First of all, they don't really play the same way we do. Four square at Bard is relatively straightforward, and increasingly cut-throat. We don't rely on nonsensical rules, months and months of weekly play have resulted in god-like ability and an unnatural thirst for blood on the once child-like court. Kenyon, however, was a chaotic amalgamation of four or five simultaneous rules which more often than not will bring about the end of the round. For instance, the player in the dominant square not only chooses the speed of the game, and I do mean literally ("Kickass fast! GO!"), but often the volume of the game. Often when advancing to a new square, players will have to perform some action (for example, "Alright, now you have to back that ass up!"), ignorance of the action resulting in automatic disqualification. More than once, I was sent to the back of the line for not scratching some part of my body while advancing to another square.
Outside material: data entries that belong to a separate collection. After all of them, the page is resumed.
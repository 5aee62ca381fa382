//! End-to-end extraction tests on synthetic tiles written to a temp dir.

use demcrop_extract::{
    extract_grid, extract_hgt, BoundingBoxResolver, BoundsPolicy, CellWindow, ExtractConfig,
    ExtractError, GeoBoundingBox, Lambert93Resolver, ProjectedBoundingBox, TileHeader,
    HGT_FILE_LEN, HGT_SIZE,
};
use std::collections::BTreeSet;
use std::fs;
use std::path::{Path, PathBuf};
use tempfile::TempDir;

const CELLSIZE: f64 = 250.0;

/// Grenoble area, well inside the Lambert-93 domain.
fn grenoble() -> GeoBoundingBox {
    GeoBoundingBox::new(45.10, 5.70, 45.12, 5.73).unwrap()
}

/// Elevation at a lattice point, stable across tile boundaries.
fn elevation(x: f64, y: f64) -> f64 {
    ((x / CELLSIZE) as i64 % 1000 + (y / CELLSIZE) as i64 % 1000) as f64
}

fn write_grid(dir: &Path, name: &str, xll: f64, yll: f64, ncols: usize, nrows: usize) -> PathBuf {
    let mut text = format!(
        "ncols {ncols}\nnrows {nrows}\nxllcorner {xll}\nyllcorner {yll}\ncellsize {CELLSIZE}\n"
    );
    for i in 0..nrows {
        let y = yll + (nrows - i) as f64 * CELLSIZE;
        let row: Vec<String> = (0..ncols)
            .map(|j| elevation(xll + j as f64 * CELLSIZE, y).to_string())
            .collect();
        text.push_str(&row.join(" "));
        text.push('\n');
    }
    let path = dir.join(name);
    fs::write(&path, text).unwrap();
    path
}

/// Tile origin and size covering `bbox` with a margin on every side.
fn covering_tile(bbox: &ProjectedBoundingBox) -> (f64, f64, usize, usize) {
    let xll = (bbox.x_min / 1000.0).floor() * 1000.0 - 1000.0;
    let yll = (bbox.y_min / 1000.0).floor() * 1000.0 - 1000.0;
    let ncols = ((bbox.x_max - xll) / CELLSIZE).ceil() as usize + 8;
    let nrows = ((bbox.y_max - yll) / CELLSIZE).ceil() as usize + 8;
    // Even column count so the tile can be split in two halves
    (xll, yll, ncols + ncols % 2, nrows)
}

fn data_lines(out: &[u8]) -> Vec<String> {
    let text = String::from_utf8(out.to_vec()).unwrap();
    let mut lines = text.split('\n');
    assert_eq!(lines.next(), Some("X\tY\tZ"));
    lines.map(str::to_string).collect()
}

fn parse_line(line: &str) -> (f64, f64, f64) {
    let fields: Vec<f64> = line.split('\t').map(|f| f.parse().unwrap()).collect();
    assert_eq!(fields.len(), 3, "bad line {line:?}");
    (fields[0], fields[1], fields[2])
}

#[test]
fn test_grid_extraction_reads_covering_tile() {
    let dir = TempDir::new().unwrap();
    let geo = grenoble();
    let bbox = Lambert93Resolver::new().unwrap().resolve(&geo).unwrap();
    let (xll, yll, ncols, nrows) = covering_tile(&bbox);
    let tile = write_grid(dir.path(), "tile.asc", xll, yll, ncols, nrows);
    write_grid(dir.path(), "far_away.asc", xll + 100_000.0, yll, 4, 4);
    fs::write(dir.path().join("tile.prj"), "LAMBERT93").unwrap();

    let mut out = Vec::<u8>::new();
    let report = extract_grid(dir.path(), &geo, &ExtractConfig::default(), &mut out).unwrap();

    assert_eq!(report.tiles, vec![tile.clone()]);
    let expected = CellWindow::for_bbox(&TileHeader::from_file(&tile).unwrap(), &bbox).len();
    assert!(expected > 0);
    assert_eq!(report.samples, expected);

    let lines = data_lines(&out);
    assert_eq!(lines.len(), expected);

    let mut previous_y = f64::INFINITY;
    for line in &lines {
        let (x, y, z) = parse_line(line);
        assert!(x >= bbox.x_min - CELLSIZE && x < bbox.x_max, "x {x} outside box");
        assert!(y > bbox.y_min && y <= bbox.y_max + CELLSIZE, "y {y} outside box");
        assert!(y <= previous_y, "rows must run north to south");
        previous_y = y;
        assert_eq!(z, elevation(x, y));
    }
}

#[test]
fn test_grid_extraction_is_independent_of_tiling() {
    let geo = grenoble();
    let bbox = Lambert93Resolver::new().unwrap().resolve(&geo).unwrap();
    let (xll, yll, ncols, nrows) = covering_tile(&bbox);

    let whole = TempDir::new().unwrap();
    write_grid(whole.path(), "whole.asc", xll, yll, ncols, nrows);

    let split = TempDir::new().unwrap();
    let half = ncols / 2;
    write_grid(split.path(), "west.asc", xll, yll, half, nrows);
    write_grid(split.path(), "east.asc", xll + half as f64 * CELLSIZE, yll, half, nrows);

    let config = ExtractConfig::default();
    let mut whole_out = Vec::<u8>::new();
    extract_grid(whole.path(), &geo, &config, &mut whole_out).unwrap();
    let mut split_out = Vec::<u8>::new();
    let report = extract_grid(split.path(), &geo, &config, &mut split_out).unwrap();

    let whole_set: BTreeSet<String> = data_lines(&whole_out).into_iter().collect();
    let split_lines = data_lines(&split_out);
    let split_set: BTreeSet<String> = split_lines.iter().cloned().collect();

    assert_eq!(split_lines.len(), split_set.len(), "duplicate samples");
    assert_eq!(whole_set, split_set);
    assert!(!report.tiles.is_empty());
}

#[test]
fn test_grid_no_match_writes_header_only() {
    let dir = TempDir::new().unwrap();
    write_grid(dir.path(), "elsewhere.asc", 0.0, 0.0, 4, 4);

    let mut out = Vec::<u8>::new();
    let report = extract_grid(dir.path(), &grenoble(), &ExtractConfig::default(), &mut out).unwrap();

    assert!(report.no_matching_data());
    assert_eq!(report.samples, 0);
    assert_eq!(out, b"X\tY\tZ");
}

#[test]
fn test_grid_missing_directory_is_an_error() {
    let dir = TempDir::new().unwrap();
    let missing = dir.path().join("nope");
    let err = extract_grid(&missing, &grenoble(), &ExtractConfig::default(), &mut Vec::<u8>::new())
        .unwrap_err();
    assert!(matches!(err, ExtractError::Io(_)));
}

fn encoded(row: i64, col: i64) -> i16 {
    ((row * 7 + col) % 30_000) as i16
}

fn write_hgt(dir: &Path, name: &str) -> PathBuf {
    let mut bytes = Vec::with_capacity(HGT_FILE_LEN as usize);
    for row in 1..=HGT_SIZE as i64 {
        for col in 1..=HGT_SIZE as i64 {
            bytes.extend_from_slice(&encoded(row, col).to_be_bytes());
        }
    }
    let path = dir.join(name);
    fs::write(&path, bytes).unwrap();
    path
}

#[test]
fn test_hgt_extraction() {
    let dir = TempDir::new().unwrap();
    let path = write_hgt(dir.path(), "N45E006.hgt");
    let geo = GeoBoundingBox::new(45.5, 6.2, 45.501, 6.201).unwrap();

    let mut out = Vec::<u8>::new();
    let report = extract_hgt(&path, &geo, &ExtractConfig::default(), &mut out).unwrap();

    assert_eq!(report.samples, 4);
    assert_eq!(report.tiles, vec![path]);
    let expected = format!(
        "X\tY\tZ\n240\t601\t{}\n241\t601\t{}\n240\t600\t{}\n241\t600\t{}",
        encoded(601, 240),
        encoded(601, 241),
        encoded(600, 240),
        encoded(600, 241),
    );
    assert_eq!(String::from_utf8(out).unwrap(), expected);
}

#[test]
fn test_hgt_swapped_corners_give_same_output() {
    let dir = TempDir::new().unwrap();
    let path = write_hgt(dir.path(), "N45E006.hgt");
    let config = ExtractConfig::default();

    let mut sorted = Vec::<u8>::new();
    extract_hgt(
        &path,
        &GeoBoundingBox::new(45.3, 6.4, 45.31, 6.42).unwrap(),
        &config,
        &mut sorted,
    )
    .unwrap();

    let mut swapped = Vec::<u8>::new();
    extract_hgt(
        &path,
        &GeoBoundingBox::new(45.31, 6.42, 45.3, 6.4).unwrap(),
        &config,
        &mut swapped,
    )
    .unwrap();

    assert_eq!(sorted, swapped);
}

#[test]
fn test_hgt_box_outside_named_tile_is_rejected() {
    let dir = TempDir::new().unwrap();
    let path = write_hgt(dir.path(), "N45E006.hgt");
    let geo = GeoBoundingBox::new(47.5, 6.2, 47.6, 6.3).unwrap();

    let err = extract_hgt(&path, &geo, &ExtractConfig::default(), &mut Vec::<u8>::new()).unwrap_err();
    assert!(matches!(err, ExtractError::OutsideTile { .. }));

    // Without the name check only the fractional degrees matter
    let config = ExtractConfig {
        check_hgt_filename: false,
        ..ExtractConfig::default()
    };
    let report = extract_hgt(&path, &geo, &config, &mut Vec::<u8>::new()).unwrap();
    assert!(report.samples > 0);
}

#[test]
fn test_hgt_western_edge_follows_bounds_policy() {
    let dir = TempDir::new().unwrap();
    let path = write_hgt(dir.path(), "N45E006.hgt");
    // Longitude 6.0 maps to column 0, one left of the first pixel
    let geo = GeoBoundingBox::new(45.5, 6.0, 45.5, 6.001).unwrap();

    let err = extract_hgt(&path, &geo, &ExtractConfig::default(), &mut Vec::<u8>::new()).unwrap_err();
    assert!(matches!(err, ExtractError::OutOfTileBounds { col_min: 0, .. }));

    let config = ExtractConfig {
        raster_bounds: BoundsPolicy::Clamp,
        ..ExtractConfig::default()
    };
    let mut out = Vec::<u8>::new();
    let report = extract_hgt(&path, &geo, &config, &mut out).unwrap();
    assert_eq!(report.samples, 1);
    assert_eq!(
        String::from_utf8(out).unwrap(),
        format!("X\tY\tZ\n1\t601\t{}", encoded(601, 1))
    );
}

#[test]
fn test_hgt_box_on_north_edge_reads_top_rows() {
    let dir = TempDir::new().unwrap();
    let path = write_hgt(dir.path(), "N45E006.hgt");
    let geo = GeoBoundingBox::new(45.99, 6.5, 46.0, 6.501).unwrap();

    let mut out = Vec::<u8>::new();
    let report = extract_hgt(&path, &geo, &ExtractConfig::default(), &mut out).unwrap();

    assert_eq!((report.bbox.y_min, report.bbox.y_max), (1.0, 13.0));
    assert_eq!(report.samples, 13 * 2);
    let lines = data_lines(&out);
    assert_eq!(lines.first().unwrap(), &format!("600\t13\t{}", encoded(13, 600)));
    assert_eq!(lines.last().unwrap(), &format!("601\t1\t{}", encoded(1, 601)));
}

#[test]
fn test_hgt_box_on_east_edge_reads_eastern_columns() {
    let dir = TempDir::new().unwrap();
    let path = write_hgt(dir.path(), "N45E006.hgt");
    let geo = GeoBoundingBox::new(45.5, 6.5, 45.5, 7.0).unwrap();

    for policy in [BoundsPolicy::Reject, BoundsPolicy::Clamp] {
        let config = ExtractConfig {
            raster_bounds: policy,
            ..ExtractConfig::default()
        };
        let mut out = Vec::<u8>::new();
        let report = extract_hgt(&path, &geo, &config, &mut out).unwrap();

        assert_eq!((report.bbox.x_min, report.bbox.x_max), (600.0, 1200.0));
        assert_eq!(report.samples, 601);
        let lines = data_lines(&out);
        assert!(lines.first().unwrap().starts_with("600\t601\t"));
        assert!(lines.last().unwrap().starts_with("1200\t601\t"));
    }
}

#[test]
fn test_hgt_box_crossing_tiles_is_rejected() {
    let dir = TempDir::new().unwrap();
    let path = write_hgt(dir.path(), "N45E006.hgt");
    let geo = GeoBoundingBox::new(45.5, 6.5, 46.5, 6.6).unwrap();

    let err = extract_hgt(&path, &geo, &ExtractConfig::default(), &mut Vec::<u8>::new()).unwrap_err();
    assert!(matches!(err, ExtractError::OutsideTile { .. }));

    let config = ExtractConfig {
        check_hgt_filename: false,
        ..ExtractConfig::default()
    };
    let err = extract_hgt(&path, &geo, &config, &mut Vec::<u8>::new()).unwrap_err();
    assert!(matches!(err, ExtractError::OutOfTileBounds { row_min: -599, .. }));
}

#[test]
fn test_hgt_truncated_file_is_rejected() {
    let dir = TempDir::new().unwrap();
    let path = dir.path().join("N45E006.hgt");
    fs::write(&path, vec![0u8; 1024]).unwrap();
    let geo = GeoBoundingBox::new(45.5, 6.2, 45.501, 6.201).unwrap();

    let err = extract_hgt(&path, &geo, &ExtractConfig::default(), &mut Vec::<u8>::new()).unwrap_err();
    assert!(matches!(err, ExtractError::InvalidRasterSize { actual: 1024, .. }));
}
And even though we messed those kids up, leaving them bloody and crying on their own court, they've promised to bring a team out to New York for an official intercollegiate tournament, a promise that I suspect they'll uphold, pride having the value that it does in this day and age.
4.01.2002
This is the third day of my short Spring break, and as much as I enjoy sneezing, my presence in the household having been replaced by cat hair, I'm leaving tomorrow to drive to Ohio. What's in Ohio? I'm not sure, that's really the point of the trip. Like most other worthwhile ventures in my life, the motivating factor behind this trip is less careful planning and more lack of anything definite to do. And so we're just going to drive, Jon, Alex, Casi and I. I don't really know Casi, but I guess I will by the end of this week, which, for the reasons listed in the last post, has a definite draw for me. If she hadn't asked to come along, I'm sure we would have been picking up hitchhikers or trying to convince complete strangers to join our random roadtrip. I don't even know where Ohio is. I'm not sure I have a map featuring Ohio. But that's not the point, I'm not concerned about getting there quickly, we may very well just work out some sort of concensus of which way to drive, and get there that way. I mean, come on, if four college kids can't democratically navigate, what are we paying all this money for? I'm sure we know the way.